Une dette record des pays pauvres

L’initiative de suspension sur service de la dette (DSSI) a jusqu’à présent permis à 43 pays de reporter 5 milliards de dollars de paiements du service de la dette afin de dégager des moyens pour lutter contre la pandémie de Covid-19. Un montant qui est toutefois inférieur aux 20 milliards évoqués au printemps. Il s’agit donc d’un simple répit selon un rapport d’Eurodad, un réseau européen d’ONG spécialisées sur la dette et le développement. Pour l’auteure de celui-ci, Iolande Fresnillo, citée par CCFD Terre Solidaire, « les suspensions accordées à ce jour ne représentent que 1,6% des remboursements dus par les pays en développement en 2020. Cette initiative de suspension temporaire est très limitée, tant en termes de montant de la dette suspendue, que de pays bénéficiaires ou de créanciers concernés ».

Le fardeau de la dette des pays les plus pauvres a en effet atteint un niveau record en 2019, avant même la pandémie de Covid qui plombe la croissance mondiale et entraîne des efforts budgétaires extraordinaires. Selon des chiffres fournis par les Nations Unies le rythme d’accumulation de la dette de ces pays était près de deux fois supérieur à celui des autres pays à faible et moyen revenu. Une dette qui est détenue avant tout par la Chine mais dont le montant exact est difficilement mesurable. En témoigne le débat sur le chiffre à priori erroné de 40 % de la dette africaine qui serait détenue par le géant asiatique. Par contre «  la part de la Chine dans la dette totale due aux pays du G20 est passée de 45% en 2013 à 63% à la fin de 2019 » selon des données de la Banque mondiale.

Sur le continent la Zambie inquiète particulièrement puisque plane la crainte d’un défaut de paiement de sa dette privée. Ce pays était déjà endetté  à hauteur de 88 % de son PIB avant la pandémie de Covid, et les ministres des Finances redoutent un effet domino sur les quinze autres États africains surendettés.

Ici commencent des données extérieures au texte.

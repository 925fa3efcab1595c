use async_trait::async_trait;
use dashmap::DashMap;

use crate::{KeyValueStore, MemoryStore, StoreError};

/// Test double wrapping another [`KeyValueStore`].
///
/// Injects failures per key and counts every `get` and `set` it sees, so the
/// limiter's failure paths can be exercised without a mocking framework.
///
/// Counters keep one entry per key ever touched and are never pruned. Use it in
/// tests, not as a production store.
///
/// # Examples
///
/// ```
/// use rate_bastion::{InstrumentedStore, KeyValueStore, MemoryStore, StoreError};
///
/// # block_on(async {
/// let store = InstrumentedStore::new(MemoryStore::new());
/// store.fail_writes_for("user_1", "connection reset");
///
/// assert!(matches!(store.get("user_1").await, Err(StoreError::NotFound)));
/// assert!(matches!(store.set("user_1", "{}").await, Err(StoreError::Backend(_))));
/// assert_eq!(store.write_count("user_1"), 1);
/// # });
/// # fn block_on<F: std::future::Future>(f: F) -> F::Output {
/// #     tokio::runtime::Builder::new_current_thread().build().unwrap().block_on(f)
/// # }
/// ```
#[derive(Debug)]
pub struct InstrumentedStore<S = MemoryStore> {
    inner: S,
    read_faults: DashMap<String, String>,
    write_faults: DashMap<String, String>,
    read_counts: DashMap<String, u64>,
    write_counts: DashMap<String, u64>,
}

impl<S> InstrumentedStore<S> {
    /// Wrap `inner` with no faults and zeroed counters.
    pub fn new(inner: S) -> Self {
        Self {
            inner,
            read_faults: DashMap::new(),
            write_faults: DashMap::new(),
            read_counts: DashMap::new(),
            write_counts: DashMap::new(),
        }
    }

    /// The wrapped store, for seeding and inspection that bypasses faults and counters.
    pub fn inner(&self) -> &S {
        &self.inner
    }

    /// Make every subsequent `get` of `key` fail with [`StoreError::Backend`].
    pub fn fail_reads_for(&self, key: impl Into<String>, message: impl Into<String>) {
        self.read_faults.insert(key.into(), message.into());
    }

    /// Make every subsequent `set` of `key` fail with [`StoreError::Backend`].
    pub fn fail_writes_for(&self, key: impl Into<String>, message: impl Into<String>) {
        self.write_faults.insert(key.into(), message.into());
    }

    /// Remove all injected failures.
    pub fn clear_faults(&self) {
        self.read_faults.clear();
        self.write_faults.clear();
    }

    /// Number of `get` calls seen for `key`, failed ones included.
    pub fn read_count(&self, key: &str) -> u64 {
        self.read_counts.get(key).map(|count| *count).unwrap_or(0)
    }

    /// Number of `set` calls seen for `key`, failed ones included.
    pub fn write_count(&self, key: &str) -> u64 {
        self.write_counts.get(key).map(|count| *count).unwrap_or(0)
    }
}

#[async_trait]
impl<S: KeyValueStore> KeyValueStore for InstrumentedStore<S> {
    async fn get(&self, key: &str) -> Result<String, StoreError> {
        *self.read_counts.entry(key.to_string()).or_insert(0) += 1;

        if let Some(message) = self.read_faults.get(key) {
            return Err(StoreError::Backend(message.value().clone()));
        }

        self.inner.get(key).await
    }

    async fn set(&self, key: &str, value: &str) -> Result<(), StoreError> {
        *self.write_counts.entry(key.to_string()).or_insert(0) += 1;

        if let Some(message) = self.write_faults.get(key) {
            return Err(StoreError::Backend(message.value().clone()));
        }

        self.inner.set(key, value).await
    }
}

La Chine s’est finalement ralliée au moratoire

La bonne nouvelle apportée par cette réunion du G20 vient d’un front qui cristallisait des tensions : la participation ou non de la Chine à l’accord, ce qui était loin d’être gagné selon les experts. Le mois dernier les ministres du G7 critiquaient la deuxième économie mondiale, accusée d’éviter de participer à l’initiative, par exemple en classant des institutions publiques telles que la Banque de développement comme des prêteurs commerciaux.

Toutefois, à la veille de la réunion du G20, le porte-parole du ministère des Affaires étrangères chinois soulignait que son pays attache une grande importance à l’allégement de la dette en Afrique, et qu’il répond déjà activement aux préoccupations de la partie africaine. La Chine, qui impulse en Afrique son projet global de « nouvelles routes de la soie » y multiplie les prêts colossaux pour la construction d’infrastructures à intégrer dans un commerce mondial qu’elle vise à dominer, dans une stratégie d’influence globale. Elle avait jusqu’alors privilégié une « stratégie de la division » en négociant au cas par cas des mesures d’allégement de la dette. Suite aux critiques et pressions, il a été annoncé succinctement hier qu’elle avait rallié le moratoire. « Nous avons établi un cadre commun dans lequel la Chine est partie prenante. C’est une première », s’est réjouit le ministre de l’Économie français, Bruno Le Maire.

Au sujet des créanciers privés, pressés de toutes parts pour participer à l’effort, les informations sont aujourd’hui rares et floues. L’idée est que la suspension des paiements de la dette ne soit pas utilisée pour rembourser ces créanciers privés, mais plutôt pour financer des mesures économiques et sociales d’urgence. Comme l’écrivait Les Échos à la veille de la réunion du G20, citant une source au ministère de l’Économie français : « Nous avons eu pas mal d’échanges avec l’IIF, l’association des grandes banques privées. S’ils sont d’accord sur le principe, ils ne l’ont toujours pas mis en œuvre malheureusement. » Cette semaine « un cadre commun » aux créanciers publics et privés a été esquissé pour restructurer les dettes, sans plus de précision. Il en faudra davantage pour convaincre les ONG qui luttent contre la pauvreté de la portée comme de l’efficacité des mesures envisagées, elles qui défendaient initialement l’idée d’un moratoire élargi pour une durée d’un voire deux ans.